What Auditors Look for When Examining a Business

Know what an IRS auditor looks for when examining your business and its records.

By , Attorney · University of Florida Levin College of Law

If the IRS is auditing your small business, you should do two things: First, prepare for the audit. Second, learn what the IRS auditors look for when examining your business.

Be aware that the IRS training manual tells its auditors they're examining you, not just your tax return. The auditor wants to see how you match up with the income reported on your return—"economic reality" in IRS-speak. If your business is audited, the IRS is likely to investigate the following eight issues.

1. Does Your Lifestyle Square With Your Reported Income?
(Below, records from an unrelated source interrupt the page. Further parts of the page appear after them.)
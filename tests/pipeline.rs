//! End-to-end tests against the public pipeline API, using synthetic
//! in-memory records instead of real VCF/BCF fixtures (the `htslib_adapter`
//! boundary is the only file-format-aware layer; everything exercised here
//! is pure Rust).

use siteannot::config::RunConfigBuilder;
use siteannot::record::{Genotype, RecordInput, Sex};
use siteannot::{Annotator, HeaderSchema};

fn gt(a0: u8, a1: u8, phased: bool) -> Genotype {
    Genotype { allele0: Some(a0), allele1: Some(a1), phased }
}

fn missing() -> Genotype {
    Genotype::default()
}

#[test]
fn sex_stratified_homozygosity_test_runs_with_a_sex_vector() {
    let config = RunConfigBuilder::default().build().unwrap();
    let schema = HeaderSchema { has_gt: true, ..Default::default() };
    let mut annotator = Annotator::new(config, schema, 6).unwrap();

    let genotypes = vec![
        gt(0, 0, false),
        gt(0, 0, false),
        gt(1, 1, false),
        gt(0, 1, false),
        gt(0, 1, false),
        gt(0, 1, false),
    ];
    let n = genotypes.len();
    let record = RecordInput {
        n_allele: 2,
        genotypes,
        ad: vec![None; n],
        baf: vec![None; n],
        lrr: vec![None; n],
        fmt_sign_field: vec![None; n],
        fmt_field_present: false,
    };
    let sex = vec![Sex::Male, Sex::Female, Sex::Male, Sex::Female, Sex::Male, Sex::Female];

    let ann = annotator.annotate(&record, Some(&sex));
    assert_eq!(ann.ac_het, Some(3));
    assert_eq!(ann.ac_het_sex, Some([2, 1]));
    let fisher_p = ann.ac_sex_test.expect("sex test requested via sex vector");
    assert!(fisher_p.is_finite() && fisher_p >= 0.0);
}

#[test]
fn missing_genotypes_are_excluded_from_every_count() {
    let config = RunConfigBuilder::default().ad_het(true).build().unwrap();
    let schema = HeaderSchema { has_gt: true, has_ad: true, ..Default::default() };
    let mut annotator = Annotator::new(config, schema, 3).unwrap();

    let genotypes = vec![missing(), gt(0, 1, false), gt(0, 0, false)];
    let record = RecordInput {
        n_allele: 2,
        genotypes,
        ad: vec![None, Some((10, 10)), None],
        baf: vec![None; 3],
        lrr: vec![None; 3],
        fmt_sign_field: vec![None; 3],
        fmt_field_present: false,
    };

    let ann = annotator.annotate(&record, None);
    assert_eq!(ann.ac_het, Some(1));
    assert_eq!(ann.ad_het, Some([10, 10]));
}

#[test]
fn phased_heterozygotes_drive_parental_phase_and_baf_phase_tests() {
    let config = RunConfigBuilder::default().phase(true).build().unwrap();
    let schema = HeaderSchema { has_gt: true, ..Default::default() };
    let mut annotator = Annotator::new(config, schema, 6).unwrap();

    // Three paternal (0|1), three maternal (1|0) hets, with BAF split so a
    // Mann-Whitney/Welch difference is unambiguous.
    let genotypes = vec![
        gt(0, 1, true),
        gt(0, 1, true),
        gt(0, 1, true),
        gt(1, 0, true),
        gt(1, 0, true),
        gt(1, 0, true),
    ];
    let baf = vec![
        Some(0.30),
        Some(0.32),
        Some(0.28),
        Some(0.70),
        Some(0.72),
        Some(0.68),
    ];
    let n = genotypes.len();
    let record = RecordInput {
        n_allele: 2,
        genotypes,
        ad: vec![None; n],
        baf,
        lrr: vec![None; n],
        fmt_sign_field: vec![None; n],
        fmt_field_present: false,
    };

    let ann = annotator.annotate(&record, None);
    assert_eq!(ann.ac_het_phase, Some([3, 3]));
    let phase_test = ann.ac_het_phase_test.expect("phase test requested");
    assert!(phase_test.is_finite());

    let baf_phase = ann.baf_phase_test.expect("phase + populated baf_by_phase groups");
    assert!((baf_phase[0] - 0.30).abs() < 0.05); // median paternal BAF
    assert!((baf_phase[1] - 0.70).abs() < 0.05); // median maternal BAF
    assert!(baf_phase[2] > 0.0); // -log10(Welch p): separated groups, strong signal
    assert!(baf_phase[3] > 0.0); // -log10(Mann-Whitney p)
}

#[test]
fn allele_inference_and_correlation_compose_through_the_annotator() {
    let config = RunConfigBuilder::default().infer_alleles(true).cor_baf_lrr(true).build().unwrap();
    let schema = HeaderSchema { has_gt: true, has_baf: true, has_lrr: true, ..Default::default() };
    let mut annotator = Annotator::new(config, schema, 5).unwrap();

    let genotypes = vec![gt(0, 0, false), gt(0, 0, false), gt(0, 1, false), gt(0, 1, false), gt(1, 1, false)];
    let baf = vec![Some(0.01), Some(0.02), Some(0.5), Some(0.48), Some(0.96)];
    let lrr = vec![Some(0.05), Some(0.04), Some(0.0), Some(0.01), Some(-0.05)];
    let n = genotypes.len();
    let record = RecordInput {
        n_allele: 2,
        genotypes,
        ad: vec![None; n],
        baf,
        lrr,
        fmt_sign_field: vec![None; n],
        fmt_field_present: false,
    };

    let ann = annotator.annotate(&record, None);
    assert_eq!(ann.allele_a, Some(0));
    assert_eq!(ann.allele_b, Some(1));
    let cor = ann.cor_baf_lrr.expect("both baf and lrr present, alleles determined");
    assert!(cor.iter().all(|c| c.is_nan() || (-1.0..=1.0).contains(c)));
}

#[test]
fn schema_validation_rejects_ad_het_without_an_ad_field() {
    let config = RunConfigBuilder::default().ad_het(true).build().unwrap();
    let schema = HeaderSchema { has_gt: true, has_ad: false, ..Default::default() };
    assert!(Annotator::new(config, schema, 2).is_err());
}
An auditor sizes you up for dress, jewelry, car, and furnishings in your home or office if given a chance to make these observations. Someone who looks like a Vegas high roller with the tax return of a missionary will cause any auditor to dig deeper.

2. Does Your Business Handle a Lot of Cash?

If your business handles a lot of cash, expect the auditor to suspect skimming (diverting income into your own pocket) without declaring it.

3. Did You Write Off Auto Expenses for Your Only Car?

Personal use of your business-deducted car is so common that auditors expect to find it. That doesn't mean they will accept it, however. Auditors don't believe you use your one-and-only auto 100% for business and never to run to the grocery store or the dentist.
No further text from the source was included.